In the records below, find each line with the word "format" and copy it.

(Material for the task Opens)

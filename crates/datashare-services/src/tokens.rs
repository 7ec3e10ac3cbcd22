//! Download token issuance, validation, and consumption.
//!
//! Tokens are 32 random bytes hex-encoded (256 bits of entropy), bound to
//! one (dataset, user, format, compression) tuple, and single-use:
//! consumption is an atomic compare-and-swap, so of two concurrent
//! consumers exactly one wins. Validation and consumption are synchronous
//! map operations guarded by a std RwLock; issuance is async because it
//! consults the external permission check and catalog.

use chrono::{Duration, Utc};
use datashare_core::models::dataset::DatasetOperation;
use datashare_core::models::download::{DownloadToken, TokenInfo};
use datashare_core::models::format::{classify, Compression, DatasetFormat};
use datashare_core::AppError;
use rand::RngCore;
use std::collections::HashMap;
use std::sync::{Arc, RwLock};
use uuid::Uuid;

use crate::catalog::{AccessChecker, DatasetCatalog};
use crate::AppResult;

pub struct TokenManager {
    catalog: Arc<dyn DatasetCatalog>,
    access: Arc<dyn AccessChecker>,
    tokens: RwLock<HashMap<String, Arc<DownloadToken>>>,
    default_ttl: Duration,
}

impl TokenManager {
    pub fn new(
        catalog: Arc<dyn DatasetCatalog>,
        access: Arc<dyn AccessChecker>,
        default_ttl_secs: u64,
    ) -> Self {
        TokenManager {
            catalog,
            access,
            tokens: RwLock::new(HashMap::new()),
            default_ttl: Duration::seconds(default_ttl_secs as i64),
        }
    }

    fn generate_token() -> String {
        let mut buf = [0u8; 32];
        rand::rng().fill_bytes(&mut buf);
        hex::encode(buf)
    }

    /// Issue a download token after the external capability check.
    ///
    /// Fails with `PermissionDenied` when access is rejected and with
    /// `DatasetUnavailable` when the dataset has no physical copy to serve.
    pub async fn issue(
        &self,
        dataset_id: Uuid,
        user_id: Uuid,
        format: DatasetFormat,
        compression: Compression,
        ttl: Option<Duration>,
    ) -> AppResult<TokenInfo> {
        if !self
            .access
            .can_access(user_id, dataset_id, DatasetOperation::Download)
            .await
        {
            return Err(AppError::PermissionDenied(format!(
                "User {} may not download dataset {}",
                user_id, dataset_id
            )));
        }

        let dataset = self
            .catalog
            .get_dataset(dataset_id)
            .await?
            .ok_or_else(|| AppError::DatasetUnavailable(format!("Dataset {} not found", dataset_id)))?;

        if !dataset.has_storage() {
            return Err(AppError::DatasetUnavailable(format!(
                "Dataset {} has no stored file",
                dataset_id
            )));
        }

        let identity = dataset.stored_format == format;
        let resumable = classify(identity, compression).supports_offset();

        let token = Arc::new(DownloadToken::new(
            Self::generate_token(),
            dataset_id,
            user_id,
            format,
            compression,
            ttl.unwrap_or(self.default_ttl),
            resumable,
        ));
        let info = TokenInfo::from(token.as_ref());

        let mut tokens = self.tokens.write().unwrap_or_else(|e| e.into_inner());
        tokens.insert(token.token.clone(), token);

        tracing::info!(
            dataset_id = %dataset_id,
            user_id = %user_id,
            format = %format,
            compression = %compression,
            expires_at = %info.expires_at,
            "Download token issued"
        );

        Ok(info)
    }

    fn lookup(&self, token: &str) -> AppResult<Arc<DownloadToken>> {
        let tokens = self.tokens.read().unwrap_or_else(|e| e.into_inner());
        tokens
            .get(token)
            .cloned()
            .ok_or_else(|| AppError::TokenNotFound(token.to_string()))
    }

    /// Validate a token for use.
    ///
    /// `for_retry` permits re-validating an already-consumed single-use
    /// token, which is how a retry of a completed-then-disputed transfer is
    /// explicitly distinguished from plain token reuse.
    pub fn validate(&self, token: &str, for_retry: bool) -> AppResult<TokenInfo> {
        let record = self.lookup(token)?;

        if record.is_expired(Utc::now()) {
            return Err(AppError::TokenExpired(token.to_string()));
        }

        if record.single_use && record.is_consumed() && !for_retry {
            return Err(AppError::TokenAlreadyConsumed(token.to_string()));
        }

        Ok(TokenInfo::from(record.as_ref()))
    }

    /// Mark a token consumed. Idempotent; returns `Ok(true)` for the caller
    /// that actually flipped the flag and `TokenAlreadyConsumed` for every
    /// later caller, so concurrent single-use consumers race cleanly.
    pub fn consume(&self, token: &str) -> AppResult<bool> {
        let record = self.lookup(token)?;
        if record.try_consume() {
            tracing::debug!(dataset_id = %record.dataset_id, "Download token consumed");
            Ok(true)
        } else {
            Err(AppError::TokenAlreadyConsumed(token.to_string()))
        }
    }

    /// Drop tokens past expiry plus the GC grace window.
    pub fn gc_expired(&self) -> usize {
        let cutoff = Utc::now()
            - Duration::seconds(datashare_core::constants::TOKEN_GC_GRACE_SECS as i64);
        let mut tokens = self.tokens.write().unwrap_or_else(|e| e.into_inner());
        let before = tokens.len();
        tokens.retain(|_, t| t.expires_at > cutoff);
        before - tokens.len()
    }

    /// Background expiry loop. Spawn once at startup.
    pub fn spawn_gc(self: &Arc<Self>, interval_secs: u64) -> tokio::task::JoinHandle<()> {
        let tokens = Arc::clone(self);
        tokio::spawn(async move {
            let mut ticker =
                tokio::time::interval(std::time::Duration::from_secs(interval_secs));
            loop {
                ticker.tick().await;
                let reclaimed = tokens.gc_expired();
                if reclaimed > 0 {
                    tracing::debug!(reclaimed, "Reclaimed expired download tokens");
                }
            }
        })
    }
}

(Material for the task Closes)

#### Reply:
//! one (dataset, user, format, compression) tuple, and single-use:
use datashare_core::models::format::{classify, Compression, DatasetFormat};
        format: DatasetFormat,
            return Err(AppError::PermissionDenied(format!(
            .ok_or_else(|| AppError::DatasetUnavailable(format!("Dataset {} not found", dataset_id)))?;
            return Err(AppError::DatasetUnavailable(format!(
        let identity = dataset.stored_format == format;
            format,
            format = %format,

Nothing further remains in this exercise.